Long ago, somewhere in the mountains, a prince was traveling through his father’s lands and saw a peasant carrying earth in sacks on his back to a rocky slope in the gorge, tending to a garden. The whole mountain slope was already filled with his layered plots stretching wide and deep.
He would carry a sack to a new plot, pour the earth onto the stones, level it – and then back to his home to fill the sacks with earth again.
“Hey, father,” the young prince called out to him, “what are you doing here? Isn’t the gorge yours?”
“Long live the prince, the gorge is not mine, but it’s not royal either. Everything that is below or above the earth is God’s: the sun, for example, or spring water, or fish in the river, or the gorge, or stone or ore – if it exists.
May God grant a long life to your father, our king, but he is the ruler of everything that lives and grows on our land. But what is above and under it is God’s, which means it’s communal.
When I grow a crop – consider that it partly belongs to your father: I will pay tax from it. But for now, the gorge is God’s – and mine, since I work here.

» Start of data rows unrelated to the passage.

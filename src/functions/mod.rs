use crate::error::RegistrationError;
use std::collections::HashMap;
use std::fmt;
use std::sync::Arc;

mod builtin;

pub use builtin::register_default_functions;

/// Type-erased callable backing a registered function. Every parameter and
/// the return value are doubles; arguments arrive as one contiguous slice.
pub type NativeFunction = Arc<dyn Fn(&[f64]) -> f64 + Send + Sync>;

/// The calling shape of a registered function.
#[derive(Clone)]
pub enum FunctionBody {
    /// Exactly `arity` positional arguments.
    Fixed { arity: usize, func: NativeFunction },
    /// One or more arguments, passed as a single slice.
    Dynamic { func: NativeFunction },
}

/// A registered function: its canonical name, calling shape, and whether its
/// result depends only on its inputs (making it safe to fold at build time).
#[derive(Clone)]
pub struct FunctionInfo {
    name: String,
    body: FunctionBody,
    is_idempotent: bool,
}

impl FunctionInfo {
    pub fn fixed<F>(name: &str, arity: usize, is_idempotent: bool, func: F) -> Self
    where
        F: Fn(&[f64]) -> f64 + Send + Sync + 'static,
    {
        FunctionInfo {
            name: name.to_string(),
            body: FunctionBody::Fixed {
                arity,
                func: Arc::new(func),
            },
            is_idempotent,
        }
    }

    pub fn dynamic<F>(name: &str, is_idempotent: bool, func: F) -> Self
    where
        F: Fn(&[f64]) -> f64 + Send + Sync + 'static,
    {
        FunctionInfo {
            name: name.to_string(),
            body: FunctionBody::Dynamic {
                func: Arc::new(func),
            },
            is_idempotent,
        }
    }

    pub fn name(&self) -> &str {
        &self.name
    }

    /// `Some(n)` for fixed arity, `None` for dynamic arity.
    pub fn number_of_parameters(&self) -> Option<usize> {
        match self.body {
            FunctionBody::Fixed { arity, .. } => Some(arity),
            FunctionBody::Dynamic { .. } => None,
        }
    }

    pub fn is_dynamic(&self) -> bool {
        matches!(self.body, FunctionBody::Dynamic { .. })
    }

    pub fn is_idempotent(&self) -> bool {
        self.is_idempotent
    }

    pub fn call(&self, args: &[f64]) -> f64 {
        match &self.body {
            FunctionBody::Fixed { func, .. } | FunctionBody::Dynamic { func } => func(args),
        }
    }
}

impl fmt::Debug for FunctionInfo {
    fn fmt(&self, f: &mut fmt::Formatter<'_>) -> fmt::Result {
        f.debug_struct("FunctionInfo")
            .field("name", &self.name)
            .field("number_of_parameters", &self.number_of_parameters())
            .field("is_idempotent", &self.is_idempotent)
            .finish()
    }
}

/// Lowercases `name` when the registry is case-insensitive, with a fast path
/// for ASCII names.
pub(crate) fn canonical_name(name: &str, case_sensitive: bool) -> String {
    if case_sensitive {
        name.to_string()
    } else if name.is_ascii() {
        name.to_ascii_lowercase()
    } else {
        name.to_lowercase()
    }
}

/// Name → function map. Case sensitivity is fixed at construction; guarded
/// mode forbids redefinition, and even outside guarded mode an overwrite must
/// keep the original calling shape.
pub struct FunctionRegistry {
    case_sensitive: bool,
    guarded: bool,
    entries: HashMap<String, Arc<FunctionInfo>>,
}

impl FunctionRegistry {
    pub fn new(case_sensitive: bool, guarded: bool) -> Self {
        FunctionRegistry {
            case_sensitive,
            guarded,
            entries: HashMap::new(),
        }
    }

    pub fn register(&mut self, mut info: FunctionInfo) -> Result<(), RegistrationError> {
        let key = canonical_name(&info.name, self.case_sensitive);
        if let Some(existing) = self.entries.get(&key) {
            if self.guarded {
                return Err(RegistrationError::DuplicateName(info.name));
            }
            let same_shape = existing.is_dynamic() == info.is_dynamic()
                && existing.number_of_parameters() == info.number_of_parameters();
            if !same_shape {
                return Err(RegistrationError::ArityChange { name: info.name });
            }
        }
        info.name = key.clone();
        self.entries.insert(key, Arc::new(info));
        Ok(())
    }

    pub fn get(&self, name: &str) -> Option<&Arc<FunctionInfo>> {
        if self.case_sensitive || name.chars().all(|c| c.is_ascii_lowercase() || !c.is_alphabetic())
        {
            self.entries.get(name)
        } else {
            self.entries.get(&canonical_name(name, false))
        }
    }

    pub fn contains(&self, name: &str) -> bool {
        self.get(name).is_some()
    }

    pub fn iter(&self) -> impl Iterator<Item = &FunctionInfo> {
        self.entries.values().map(|info| info.as_ref())
    }

    pub fn is_empty(&self) -> bool {
        self.entries.is_empty()
    }

    pub fn len(&self) -> usize {
        self.entries.len()
    }
}

#[cfg(test)]
mod tests {
    use super::*;

    #[test]
    fn test_fixed_and_dynamic_metadata() {
        let fixed = FunctionInfo::fixed("plus1", 1, true, |args| args[0] + 1.0);
        assert_eq!(fixed.number_of_parameters(), Some(1));
        assert!(!fixed.is_dynamic());
        assert_eq!(fixed.call(&[2.0]), 3.0);

        let dynamic = FunctionInfo::dynamic("total", true, |args| args.iter().sum());
        assert_eq!(dynamic.number_of_parameters(), None);
        assert!(dynamic.is_dynamic());
        assert_eq!(dynamic.call(&[1.0, 2.0, 3.0]), 6.0);
    }

    #[test]
    fn test_case_insensitive_lookup() {
        let mut registry = FunctionRegistry::new(false, false);
        registry
            .register(FunctionInfo::fixed("Twice", 1, true, |args| args[0] * 2.0))
            .unwrap();
        assert!(registry.contains("twice"));
        assert!(registry.contains("TWICE"));
        assert_eq!(registry.get("tWiCe").unwrap().name(), "twice");
    }

    #[test]
    fn test_case_sensitive_lookup() {
        let mut registry = FunctionRegistry::new(true, false);
        registry
            .register(FunctionInfo::fixed("Twice", 1, true, |args| args[0] * 2.0))
            .unwrap();
        assert!(registry.contains("Twice"));
        assert!(!registry.contains("twice"));
    }

    #[test]
    fn test_guarded_mode_rejects_redefinition() {
        let mut registry = FunctionRegistry::new(false, true);
        registry
            .register(FunctionInfo::fixed("f", 1, true, |args| args[0]))
            .unwrap();
        let result = registry.register(FunctionInfo::fixed("f", 1, true, |args| -args[0]));
        assert_eq!(
            result,
            Err(RegistrationError::DuplicateName("f".to_string()))
        );
    }

    #[test]
    fn test_overwrite_must_preserve_shape() {
        let mut registry = FunctionRegistry::new(false, false);
        registry
            .register(FunctionInfo::fixed("f", 2, true, |args| args[0] + args[1]))
            .unwrap();

        // Same shape: allowed.
        registry
            .register(FunctionInfo::fixed("f", 2, true, |args| args[0] * args[1]))
            .unwrap();
        assert_eq!(registry.get("f").unwrap().call(&[3.0, 4.0]), 12.0);

        // Arity change: rejected.
        let result = registry.register(FunctionInfo::fixed("f", 1, true, |args| args[0]));
        assert_eq!(
            result,
            Err(RegistrationError::ArityChange {
                name: "f".to_string()
            })
        );

        // Dynamic-arity flag change: rejected.
        let result = registry.register(FunctionInfo::dynamic("f", true, |args| args[0]));
        assert_eq!(
            result,
            Err(RegistrationError::ArityChange {
                name: "f".to_string()
            })
        );
    }
}
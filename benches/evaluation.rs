use criterion::{black_box, criterion_group, criterion_main, Criterion};
use formulix::{Evaluator, ExecutionMode};
use std::collections::HashMap;

const FORMULA: &str = "(var1 + var2 * 3) / (2 + 3) - if(var1 > var2, sin(var2), cos(var1))";

fn variables() -> HashMap<String, f64> {
    HashMap::from([
        ("var1".to_string(), 10.5),
        ("var2".to_string(), 20.25),
    ])
}

fn bench_build(c: &mut Criterion) {
    let evaluator = Evaluator::builder().cache_enabled(false).build().unwrap();
    c.bench_function("build_formula", |b| {
        b.iter(|| evaluator.create_delegate(black_box(FORMULA)).unwrap())
    });
}

fn bench_interpreted(c: &mut Criterion) {
    let evaluator = Evaluator::builder()
        .execution_mode(ExecutionMode::Interpreted)
        .build()
        .unwrap();
    let formula = evaluator.create_delegate(FORMULA).unwrap();
    let vars = variables();
    c.bench_function("evaluate_interpreted", |b| {
        b.iter(|| formula.evaluate(black_box(&vars)).unwrap())
    });
}

fn bench_compiled(c: &mut Criterion) {
    let evaluator = Evaluator::builder()
        .execution_mode(ExecutionMode::Compiled)
        .build()
        .unwrap();
    let formula = evaluator.create_delegate(FORMULA).unwrap();
    let vars = variables();
    c.bench_function("evaluate_compiled", |b| {
        b.iter(|| formula.evaluate(black_box(&vars)).unwrap())
    });
}

fn bench_cached_evaluate(c: &mut Criterion) {
    let evaluator = Evaluator::new();
    let vars = variables();
    c.bench_function("evaluate_through_cache", |b| {
        b.iter(|| evaluator.evaluate(black_box(FORMULA), black_box(&vars)).unwrap())
    });
}

criterion_group!(
    benches,
    bench_build,
    bench_interpreted,
    bench_compiled,
    bench_cached_evaluate
);
criterion_main!(benches);
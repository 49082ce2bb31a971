use crate::ast::{Expr, Interpreter};
use crate::constants::ConstantRegistry;
use crate::context::FormulaContext;
use crate::error::EvalError;
use crate::functions::FunctionRegistry;
use log::debug;
use std::collections::HashMap;

/// Bottom-up rewriting of an expression tree: constant folding plus a small
/// set of algebraic identities. The rewrite is pure — it consumes the input
/// tree and returns a new one — and a single pass reaches a fixpoint, so
/// optimizing twice changes nothing.
///
/// Folding only happens for built-in operators and for functions flagged
/// idempotent; `random()` and friends always survive. The `0 / x → 0`
/// identity is applied even though IEEE would give `NaN` for `x = 0`; that
/// deviation is part of the engine's contract.
pub struct Optimizer<'a> {
    functions: &'a FunctionRegistry,
    constants: &'a ConstantRegistry,
}

impl<'a> Optimizer<'a> {
    pub fn new(functions: &'a FunctionRegistry, constants: &'a ConstantRegistry) -> Self {
        Optimizer {
            functions,
            constants,
        }
    }

    pub fn optimize(&self, expr: Expr) -> Expr {
        match expr {
            Expr::IntegerConstant(_) | Expr::FloatingPointConstant(_) | Expr::Variable(_) => expr,
            Expr::UnaryMinus(arg) => {
                let arg = self.optimize(*arg);
                self.fold(Expr::UnaryMinus(Box::new(arg)))
            }
            Expr::Addition { left, right } => {
                let left = self.optimize(*left);
                let right = self.optimize(*right);
                self.fold(Expr::Addition {
                    left: Box::new(left),
                    right: Box::new(right),
                })
            }
            Expr::Subtraction { left, right } => {
                let left = self.optimize(*left);
                let right = self.optimize(*right);
                self.fold(Expr::Subtraction {
                    left: Box::new(left),
                    right: Box::new(right),
                })
            }
            Expr::Multiplication { left, right } => {
                let left = self.optimize(*left);
                let right = self.optimize(*right);
                if is_zero(&left) || is_zero(&right) {
                    debug!("rewrote multiplication by zero to 0.0");
                    return Expr::FloatingPointConstant(0.0);
                }
                self.fold(Expr::Multiplication {
                    left: Box::new(left),
                    right: Box::new(right),
                })
            }
            Expr::Division { dividend, divisor } => {
                let dividend = self.optimize(*dividend);
                let divisor = self.optimize(*divisor);
                if is_zero(&dividend) {
                    debug!("rewrote zero dividend to 0.0");
                    return Expr::FloatingPointConstant(0.0);
                }
                self.fold(Expr::Division {
                    dividend: Box::new(dividend),
                    divisor: Box::new(divisor),
                })
            }
            Expr::Modulo { dividend, divisor } => {
                let dividend = self.optimize(*dividend);
                let divisor = self.optimize(*divisor);
                self.fold(Expr::Modulo {
                    dividend: Box::new(dividend),
                    divisor: Box::new(divisor),
                })
            }
            Expr::Exponentiation { base, exponent } => {
                let base = self.optimize(*base);
                let exponent = self.optimize(*exponent);
                if is_zero(&exponent) {
                    debug!("rewrote zero exponent to 1.0");
                    return Expr::FloatingPointConstant(1.0);
                }
                self.fold(Expr::Exponentiation {
                    base: Box::new(base),
                    exponent: Box::new(exponent),
                })
            }
            Expr::And { left, right } => {
                let left = self.optimize(*left);
                let right = self.optimize(*right);
                self.fold(Expr::And {
                    left: Box::new(left),
                    right: Box::new(right),
                })
            }
            Expr::Or { left, right } => {
                let left = self.optimize(*left);
                let right = self.optimize(*right);
                self.fold(Expr::Or {
                    left: Box::new(left),
                    right: Box::new(right),
                })
            }
            Expr::LessThan { left, right } => {
                let left = self.optimize(*left);
                let right = self.optimize(*right);
                self.fold(Expr::LessThan {
                    left: Box::new(left),
                    right: Box::new(right),
                })
            }
            Expr::LessOrEqualThan { left, right } => {
                let left = self.optimize(*left);
                let right = self.optimize(*right);
                self.fold(Expr::LessOrEqualThan {
                    left: Box::new(left),
                    right: Box::new(right),
                })
            }
            Expr::GreaterThan { left, right } => {
                let left = self.optimize(*left);
                let right = self.optimize(*right);
                self.fold(Expr::GreaterThan {
                    left: Box::new(left),
                    right: Box::new(right),
                })
            }
            Expr::GreaterOrEqualThan { left, right } => {
                let left = self.optimize(*left);
                let right = self.optimize(*right);
                self.fold(Expr::GreaterOrEqualThan {
                    left: Box::new(left),
                    right: Box::new(right),
                })
            }
            Expr::Equal { left, right } => {
                let left = self.optimize(*left);
                let right = self.optimize(*right);
                self.fold(Expr::Equal {
                    left: Box::new(left),
                    right: Box::new(right),
                })
            }
            Expr::NotEqual { left, right } => {
                let left = self.optimize(*left);
                let right = self.optimize(*right);
                self.fold(Expr::NotEqual {
                    left: Box::new(left),
                    right: Box::new(right),
                })
            }
            Expr::Function { name, args } => {
                let args: Vec<Expr> = args.into_iter().map(|arg| self.optimize(arg)).collect();
                self.fold(Expr::Function { name, args })
            }
        }
    }

    /// Replaces a node whose children are all numeric constants with the
    /// constant it evaluates to — but only when re-evaluating it later could
    /// never give a different answer.
    fn fold(&self, expr: Expr) -> Expr {
        if !self.is_foldable(&expr) {
            return expr;
        }
        match self.evaluate_constant(&expr) {
            Ok(value) => {
                debug!("folded {} to {:?}", expr, value);
                Expr::FloatingPointConstant(value)
            }
            Err(_) => expr,
        }
    }

    fn is_foldable(&self, expr: &Expr) -> bool {
        match expr {
            Expr::UnaryMinus(arg) => is_constant(arg),
            Expr::Addition { left, right }
            | Expr::Subtraction { left, right }
            | Expr::Multiplication { left, right }
            | Expr::And { left, right }
            | Expr::Or { left, right }
            | Expr::LessThan { left, right }
            | Expr::LessOrEqualThan { left, right }
            | Expr::GreaterThan { left, right }
            | Expr::GreaterOrEqualThan { left, right }
            | Expr::Equal { left, right }
            | Expr::NotEqual { left, right } => is_constant(left) && is_constant(right),
            Expr::Division { dividend, divisor } | Expr::Modulo { dividend, divisor } => {
                is_constant(dividend) && is_constant(divisor)
            }
            Expr::Exponentiation { base, exponent } => is_constant(base) && is_constant(exponent),
            Expr::Function { name, args } => {
                args.iter().all(is_constant)
                    && self
                        .functions
                        .get(name)
                        .map(|info| info.is_idempotent())
                        .unwrap_or(false)
            }
            _ => false,
        }
    }

    fn evaluate_constant(&self, expr: &Expr) -> Result<f64, EvalError> {
        let no_variables = HashMap::new();
        let ctx = FormulaContext::new(&no_variables, self.functions, self.constants, true);
        Interpreter::evaluate(expr, &ctx)
    }
}

fn is_constant(expr: &Expr) -> bool {
    matches!(
        expr,
        Expr::IntegerConstant(_) | Expr::FloatingPointConstant(_)
    )
}

fn is_zero(expr: &Expr) -> bool {
    expr.constant_value() == Some(0.0)
}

“Okay,” laughed the prince, “but why do you need extra land? Look how much you already have. What will you plant in the earth?”
“Onions,” the old man replied.
“What?” the prince was surprised, “such a huge field – and only for onions? What will you do with them?”
“I’ll sell them,” the farmer answered.
“And what will you do with the money you earn after paying tax to the royal treasury?” the prince became interested and slowed down.
“One part will go to pay off debts,” the peasant replied, sitting down and wiping sweat from his face, “another part I will keep for myself. I will give another part as a loan. And I will throw the fourth part into the water. And now, young prince, guess what these parts are.
“Well, paying off debts is good,” the future ruler of the country began to ponder. “Although it would be better not to accumulate debts, it’s not good.
Lending money for interest is even worse, it’s not our way. And it’s especially bad to throw hard-earned money into the water… No, I don’t understand, father, explain your riddle to me, and I will make you rich.”
“With my explanation, I will make you rich,” the Armenian peasant smiled, “but you must also keep your word. So, one part of the money I will spend on the maintenance of my parents, to whom I owe an unpaid debt.
Another part I will use to feed and educate my sons, who will grow up and take care of me in my old age, just as I care for my parents.
And with the fourth part of the money, I will raise and nurture my daughters, who will marry into other families, become part of them, and continue their lineage, not mine.
“What’s your name, wise man?” asked the astonished prince.
“Just like my great-grandfather, Norayr, but briefly – Noah,” the peasant replied with a bow. In our homeland, among the Armenians of the Black Sea coast, from where my family came, ‘new’ is not ‘nor’, but ‘noy’.
“So why are you, a direct descendant of our progenitor – a simple farmer, and not at least a prince?” the prince wondered.
“Every person has two scales, and only one of them is full. When one scale is heavy, the other one rises from lightness,” the peasant smiled. “A wise man does not need power, wisdom has already filled one scale.
Let the other one rise from freedom. And vice versa: he who strives for power inevitably has an empty scale for wisdom… And few have managed to fill it.